Bluesight’s research discovered that, even though many patients reported not seeing or experiencing direct technological advancements in their medical care, 84% of patients responded either neurally or with the statement “I believe that technology has made healthcare more accessible” positively on a scale from 1 to 5.

This could indicate that there is room to improve education and dialogue about AI’s use in healthcare to build trust — something Bluesight’s research also found to be lacking. Simultaneously, AI’s personalization capabilities may be able to help with trust, allowing patients to feel more seen, heard, and supported.

According to Shetty’s explanation, “artificial intelligence technology has the potential to increase the accuracy and efficiency of medical diagnosis, so allowing physicians to give better treatment to their patients.” “In addition, tools powered by AI can assist physicians and other healthcare professionals in reducing the amount of time and effort spent on regular chores, thereby allowing them more time to spend with patients.”

As the year 2023 approaches, GE’s primary focus will be on patient support. Its solutions include the Edison platform, which improves patient process efficiency; the Critical Care Suite 2.0, which automates high-risk procedures; and the Mural platform, which allows clinicians to access the condition of patients in the intensive care unit (ICU) to offer care and shorten the amount of time needed for intervention.

“What customers value is the reduction in uncertainty,” Shetty said, whether in healthcare, ridesharing, or another industry. Imagine a 20-fold increase in patient and provider experience with smart scheduling or faster MR scans and reports. That is the transformation that GE Healthcare seeks.”

Siemens, on the other hand, plans to double down on using its AI algorithms and technologies to improve pattern recognition, train it on large amounts of clinical data, and help derive better outcomes for patients in 2023, according to Shen.
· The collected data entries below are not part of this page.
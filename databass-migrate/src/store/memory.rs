// In-memory graph store for dry runs and tests
use async_trait::async_trait;
use std::sync::{Mutex, MutexGuard, PoisonError};
use uuid::Uuid;

use crate::errors::StoreError;
use crate::models::{Attributes, EntityType, NodeId, RelationType};
use crate::store::GraphStore;

#[derive(Debug, Clone, PartialEq, Eq)]
pub struct StoredNode {
    pub id: NodeId,
    pub entity: EntityType,
    pub attributes: Attributes,
}

#[derive(Debug, Clone, PartialEq, Eq)]
pub struct StoredEdge {
    pub from: NodeId,
    pub to: NodeId,
    pub relation: RelationType,
}

#[derive(Debug, Default)]
struct MemoryGraph {
    nodes: Vec<StoredNode>,
    edges: Vec<StoredEdge>,
    writes: usize,
}

/// `GraphStore` that keeps nodes and edges in insertion order.
#[derive(Debug, Default)]
pub struct MemoryStore {
    graph: Mutex<MemoryGraph>,
    fail_after: Option<usize>,
}

impl MemoryStore {
    pub fn new() -> Self {
        Self::default()
    }

    /// A store that rejects every write after the first `writes` node or
    /// edge creations, simulating a dropped connection.
    pub fn failing_after(writes: usize) -> Self {
        Self {
            graph: Mutex::default(),
            fail_after: Some(writes),
        }
    }

    fn lock(&self) -> MutexGuard<'_, MemoryGraph> {
        self.graph.lock().unwrap_or_else(PoisonError::into_inner)
    }

    fn begin_write(&self, graph: &mut MemoryGraph) -> Result<(), StoreError> {
        if let Some(limit) = self.fail_after {
            if graph.writes >= limit {
                return Err(StoreError::connection(format!(
                    "connection lost after {} writes",
                    limit
                )));
            }
        }
        graph.writes += 1;
        Ok(())
    }

    pub fn nodes(&self) -> Vec<StoredNode> {
        self.lock().nodes.clone()
    }

    pub fn edges(&self) -> Vec<StoredEdge> {
        self.lock().edges.clone()
    }

    pub fn nodes_of(&self, entity: EntityType) -> Vec<StoredNode> {
        self.lock()
            .nodes
            .iter()
            .filter(|n| n.entity == entity)
            .cloned()
            .collect()
    }

    pub fn edges_of(&self, relation: RelationType) -> Vec<StoredEdge> {
        self.lock()
            .edges
            .iter()
            .filter(|e| e.relation == relation)
            .cloned()
            .collect()
    }

    pub fn node(&self, id: &NodeId) -> Option<StoredNode> {
        self.lock().nodes.iter().find(|n| &n.id == id).cloned()
    }

    pub fn node_count(&self) -> usize {
        self.lock().nodes.len()
    }

    pub fn edge_count(&self) -> usize {
        self.lock().edges.len()
    }
}

#[async_trait]
impl GraphStore for MemoryStore {
    async fn create_node(
        &self,
        entity: EntityType,
        attributes: &Attributes,
    ) -> Result<NodeId, StoreError> {
        let mut graph = self.lock();

        for property in entity.unique_properties() {
            let Some(value) = attributes.get(*property) else {
                continue;
            };
            let taken = graph
                .nodes
                .iter()
                .any(|n| n.entity == entity && n.attributes.get(*property) == Some(value));
            if taken {
                return Err(StoreError::constraint(format!(
                    "{} with {} '{}' already exists",
                    entity, property, value
                )));
            }
        }

        self.begin_write(&mut graph)?;

        let id = NodeId::new(Uuid::new_v4().to_string());
        graph.nodes.push(StoredNode {
            id: id.clone(),
            entity,
            attributes: attributes.clone(),
        });
        Ok(id)
    }

    async fn create_edge(
        &self,
        from: &NodeId,
        to: &NodeId,
        relation: RelationType,
    ) -> Result<(), StoreError> {
        let mut graph = self.lock();

        for endpoint in [from, to] {
            if !graph.nodes.iter().any(|n| &n.id == endpoint) {
                return Err(StoreError::missing_endpoint(endpoint.to_string()));
            }
        }

        self.begin_write(&mut graph)?;
        graph.edges.push(StoredEdge {
            from: from.clone(),
            to: to.clone(),
            relation,
        });
        Ok(())
    }

    async fn ensure_indexes(&self, _entities: &[EntityType]) -> Result<(), StoreError> {
        Ok(())
    }

    async fn clear(&self) -> Result<(), StoreError> {
        let mut graph = self.lock();
        graph.nodes.clear();
        graph.edges.clear();
        Ok(())
    }
}

#[cfg(test)]
mod tests {
    use super::*;
    use crate::models::AttributeValue;

    fn named(name: &str) -> Attributes {
        let mut attributes = Attributes::new();
        attributes.insert("name".to_string(), AttributeValue::from(name));
        attributes
    }

    #[tokio::test]
    async fn creates_nodes_with_distinct_ids() {
        let store = MemoryStore::new();

        let a = store
            .create_node(EntityType::Artist, &named("Talk Talk"))
            .await
            .unwrap();
        let b = store
            .create_node(EntityType::Artist, &named("Talk Talk"))
            .await
            .unwrap();

        assert_ne!(a, b);
        assert_eq!(store.node_count(), 2);
        assert_eq!(store.node(&a).unwrap().attributes, named("Talk Talk"));
    }

    #[tokio::test]
    async fn edge_requires_both_endpoints() {
        let store = MemoryStore::new();
        let release = store
            .create_node(EntityType::Release, &named("Laughing Stock"))
            .await
            .unwrap();
        let ghost = NodeId::new("missing");

        let err = store
            .create_edge(&release, &ghost, RelationType::MadeBy)
            .await
            .unwrap_err();

        assert!(matches!(err, StoreError::MissingEndpoint(_)));
        assert_eq!(store.edge_count(), 0);
    }

    #[tokio::test]
    async fn fails_after_configured_writes() {
        let store = MemoryStore::failing_after(1);
        let artist = store
            .create_node(EntityType::Artist, &named("a"))
            .await
            .unwrap();

        let err = store
            .create_node(EntityType::Artist, &named("b"))
            .await
            .unwrap_err();
        assert!(matches!(err, StoreError::Connection(_)));

        let err = store
            .create_edge(&artist, &artist, RelationType::IsFrom)
            .await
            .unwrap_err();
        assert!(matches!(err, StoreError::Connection(_)));
        assert_eq!(store.node_count(), 1);
    }

    #[tokio::test]
    async fn duplicate_mbid_is_rejected_per_label() {
        let store = MemoryStore::new();
        let mut attributes = named("Talk Talk");
        attributes.insert("mbid".to_string(), AttributeValue::from("690a"));

        store
            .create_node(EntityType::Artist, &attributes)
            .await
            .unwrap();
        store
            .create_node(EntityType::Label, &attributes)
            .await
            .unwrap();
        let err = store
            .create_node(EntityType::Artist, &attributes)
            .await
            .unwrap_err();

        assert!(matches!(err, StoreError::Constraint(_)));
        assert_eq!(store.nodes_of(EntityType::Artist).len(), 1);
    }

    #[tokio::test]
    async fn clear_removes_everything() {
        let store = MemoryStore::new();
        let a = store
            .create_node(EntityType::Genre, &named("Jazz"))
            .await
            .unwrap();
        store.create_edge(&a, &a, RelationType::HasGenre).await.unwrap();

        store.clear().await.unwrap();

        assert_eq!(store.node_count(), 0);
        assert_eq!(store.edge_count(), 0);
    }
}
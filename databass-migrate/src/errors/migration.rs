//! Top-level error for a migration run.
use thiserror::Error;

use crate::errors::{LookupError, ParseError, StoreError};
use crate::models::EntityType;

/// Any failure that aborts a migration run.
#[derive(Debug, Error)]
pub enum MigrationError {
    #[error("Export error: {0}")]
    Parse(#[from] ParseError),
    #[error("Lookup error: {0}")]
    Lookup(#[from] LookupError),
    #[error("Store error: {0}")]
    Store(#[from] StoreError),
    #[error("{entity} '{row_id}' column '{column}' references a missing row: {source}")]
    OrphanReference {
        entity: EntityType,
        row_id: String,
        column: &'static str,
        source: LookupError,
    },
    #[error("Migration has already been run with this executor")]
    AlreadyStarted,
}

impl MigrationError {
    /// The lookup failure behind this error, if any.
    pub fn lookup(&self) -> Option<&LookupError> {
        match self {
            MigrationError::Lookup(e) | MigrationError::OrphanReference { source: e, .. } => {
                Some(e)
            }
            _ => None,
        }
    }
}
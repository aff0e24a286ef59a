//! Errors raised by the identifier remapping table.
use thiserror::Error;

use crate::models::EntityType;

#[derive(Debug, Clone, PartialEq, Eq, Error)]
pub enum LookupError {
    #[error("{entity} id '{old_id}' has not been migrated")]
    NotRegistered { entity: EntityType, old_id: String },
    #[error("{entity} id '{old_id}' is already registered")]
    AlreadyRegistered { entity: EntityType, old_id: String },
    #[error("{entity} ids are sealed; node creation for this type has finished")]
    Sealed { entity: EntityType },
}
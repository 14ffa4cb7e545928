//! HTTP client capability handed to every source adapter.
//!
//! Adapters never build their own client. They receive an
//! `Arc<dyn HttpClient>` at construction so tests can substitute a
//! scripted double. Each call is a single attempt: no retry, no backoff.

use crate::error::HttpError;
use async_trait::async_trait;
use std::time::Duration;

/// Desktop browser user-agent sent to sites that reject bare clients.
pub const BROWSER_USER_AGENT: &str = "Mozilla/5.0 (Windows NT 10.0; Win64; x64) \
                                      AppleWebKit/537.36 (KHTML, like Gecko) \
                                      Chrome/91.0.4472.124 Safari/537.36";

pub const BROWSER_ACCEPT: &str =
    "text/html,application/xhtml+xml,application/xml;q=0.9,image/webp,*/*;q=0.8";

pub const BROWSER_ACCEPT_LANGUAGE: &str = "zh-TW,zh;q=0.9,en;q=0.8";

/// The header set scrape requests send to look like a browser.
pub fn browser_headers() -> Vec<(String, String)> {
    vec![
        ("User-Agent".to_string(), BROWSER_USER_AGENT.to_string()),
        ("Accept".to_string(), BROWSER_ACCEPT.to_string()),
        (
            "Accept-Language".to_string(),
            BROWSER_ACCEPT_LANGUAGE.to_string(),
        ),
    ]
}

/// Response from an outbound request.
#[derive(Debug, Clone)]
pub struct HttpResponse {
    /// Original requested URL.
    pub url: String,
    /// Final URL after redirects.
    pub final_url: String,
    /// HTTP status code.
    pub status: u16,
    /// Response body as text.
    pub body: String,
}

impl HttpResponse {
    /// True for any 2xx status.
    pub fn is_success(&self) -> bool {
        (200..300).contains(&self.status)
    }
}

/// Outbound HTTP as a capability.
#[async_trait]
pub trait HttpClient: Send + Sync {
    /// GET `url` with the given extra headers.
    async fn get(
        &self,
        url: &str,
        headers: &[(String, String)],
    ) -> Result<HttpResponse, HttpError>;

    /// POST url-encoded `fields` to `url` with the given extra headers.
    async fn post_form(
        &self,
        url: &str,
        fields: &[(String, String)],
        headers: &[(String, String)],
    ) -> Result<HttpResponse, HttpError>;
}

/// Production client wrapping reqwest.
#[derive(Clone)]
pub struct ReqwestClient {
    client: reqwest::Client,
}

impl ReqwestClient {
    /// Create a client. `timeout` of `None` waits on the remote indefinitely.
    pub fn new(timeout: Option<Duration>) -> Self {
        let mut builder =
            reqwest::Client::builder().redirect(reqwest::redirect::Policy::limited(5));
        if let Some(timeout) = timeout {
            builder = builder.timeout(timeout);
        }

        Self {
            client: builder.build().unwrap_or_default(),
        }
    }

    async fn read(url: &str, r: reqwest::Response) -> Result<HttpResponse, HttpError> {
        let status = r.status().as_u16();
        let final_url = r.url().to_string();
        let body = r.text().await.map_err(|e| HttpError::Body {
            url: url.to_string(),
            message: e.to_string(),
        })?;

        Ok(HttpResponse {
            url: url.to_string(),
            final_url,
            status,
            body,
        })
    }
}

impl Default for ReqwestClient {
    fn default() -> Self {
        Self::new(None)
    }
}

#[async_trait]
impl HttpClient for ReqwestClient {
    async fn get(
        &self,
        url: &str,
        headers: &[(String, String)],
    ) -> Result<HttpResponse, HttpError> {
        let mut builder = self.client.get(url);
        for (name, value) in headers {
            builder = builder.header(name.as_str(), value.as_str());
        }

        let r = builder.send().await.map_err(|e| HttpError::Transport {
            url: url.to_string(),
            message: e.to_string(),
        })?;
        Self::read(url, r).await
    }

    async fn post_form(
        &self,
        url: &str,
        fields: &[(String, String)],
        headers: &[(String, String)],
    ) -> Result<HttpResponse, HttpError> {
        let mut builder = self.client.post(url);
        for (name, value) in headers {
            builder = builder.header(name.as_str(), value.as_str());
        }
        builder = builder.form(fields);

        let r = builder.send().await.map_err(|e| HttpError::Transport {
            url: url.to_string(),
            message: e.to_string(),
        })?;
        Self::read(url, r).await
    }
}
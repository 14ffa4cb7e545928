//! Error types for source lookups.

use crate::types::BookRecord;

/// Failure of an outbound HTTP call.
#[derive(thiserror::Error, Debug, Clone, PartialEq, Eq)]
pub enum HttpError {
    #[error("Request to {url} failed: {message}")]
    Transport { url: String, message: String },

    #[error("Failed to read body from {url}: {message}")]
    Body { url: String, message: String },
}

/// Why a source produced no record.
///
/// Every variant means "not found" to the pipeline. The distinction only
/// reaches the attempt observer.
#[derive(thiserror::Error, Debug, Clone, PartialEq, Eq)]
pub enum Absent {
    #[error("Network failure: {0}")]
    Network(String),

    #[error("Unexpected HTTP status {0}")]
    Status(u16),

    #[error("Markup mismatch: {0}")]
    Markup(String),

    #[error("No usable record")]
    NoMatch,
}

impl From<HttpError> for Absent {
    fn from(e: HttpError) -> Self {
        Absent::Network(e.to_string())
    }
}

/// Outcome of one source adapter call.
pub type SourceResult = Result<BookRecord, Absent>;
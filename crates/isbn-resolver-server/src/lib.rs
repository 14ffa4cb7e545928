//! ISBN resolver server: HTTP access to book metadata lookup with source fallback.

pub mod config;
pub mod transport;
pub mod types;

pub use config::ServerConfig;
pub use transport::{router, serve, AppState};
pub use types::{ApiError, ApiResult};
//! books.com.tw search results page rule.

use super::{candidate, ExtractionRule};
use crate::types::BookRecord;
use scraper::{Html, Selector};

const ENTRY_SELECTOR: &str = ".table-container .table-tr .table-td";
const TITLE_SELECTOR: &str = "h4 a";
const AUTHOR_SELECTOR: &str = ".type .author a";

/// Annotation the site appends to e-book titles.
pub const EBOOK_SUFFIX: &str = " (電子書)";

/// Reads the first search result entry.
#[derive(Debug, Clone, Copy, Default)]
pub struct BooksComTwRule;

impl ExtractionRule for BooksComTwRule {
    fn extract(&self, document: &str, isbn: &str) -> Option<BookRecord> {
        let html = Html::parse_document(document);
        let entry_sel = Selector::parse(ENTRY_SELECTOR).ok()?;
        let title_sel = Selector::parse(TITLE_SELECTOR).ok()?;
        let author_sel = Selector::parse(AUTHOR_SELECTOR).ok()?;

        let Some(entry) = html.select(&entry_sel).next() else {
            tracing::debug!("no result entry on books.com.tw");
            return None;
        };

        let title = entry
            .select(&title_sel)
            .next()
            .and_then(|a| a.value().attr("title"))
            .map(|t| t.replacen(EBOOK_SUFFIX, "", 1))
            .unwrap_or_default();

        let author = entry
            .select(&author_sel)
            .filter_map(|a| a.value().attr("title"))
            .collect::<Vec<_>>()
            .join(", ");

        let record = candidate(isbn, title, author);
        if record.is_none() {
            tracing::debug!("books.com.tw entry has neither title nor author");
        }
        record
    }
}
“We can train AI to look at photographs, lab reports, blood tests, or pathology slides,” Shen said. If we feed clinical data into AI systems and train the AI to uncover correlations, it will assist physicians to make better diagnostic and treatment decisions for patients.

This type of work with AI technology can also be used to model patient anatomy, which could eventually lead to the development of anatomically correct, personalized digital twins for patient care, Shen said.

These advancements are unlikely to slow down anytime soon, and they are likely to become technologies with which patients interact more and benefit more in healthcare. According to Statista, AI solutions in healthcare are expected to skyrocket, with the market worth $188 billion by 2030.

While focusing on growth, Siemens and GE Healthcare both intend to continue prioritizing driving outcomes that benefit patients.

“Driving outcomes will improve the future of AI by leveraging data to assist medical professionals in making more informed diagnostic decisions and creating personalized treatments for patients,” Shen said.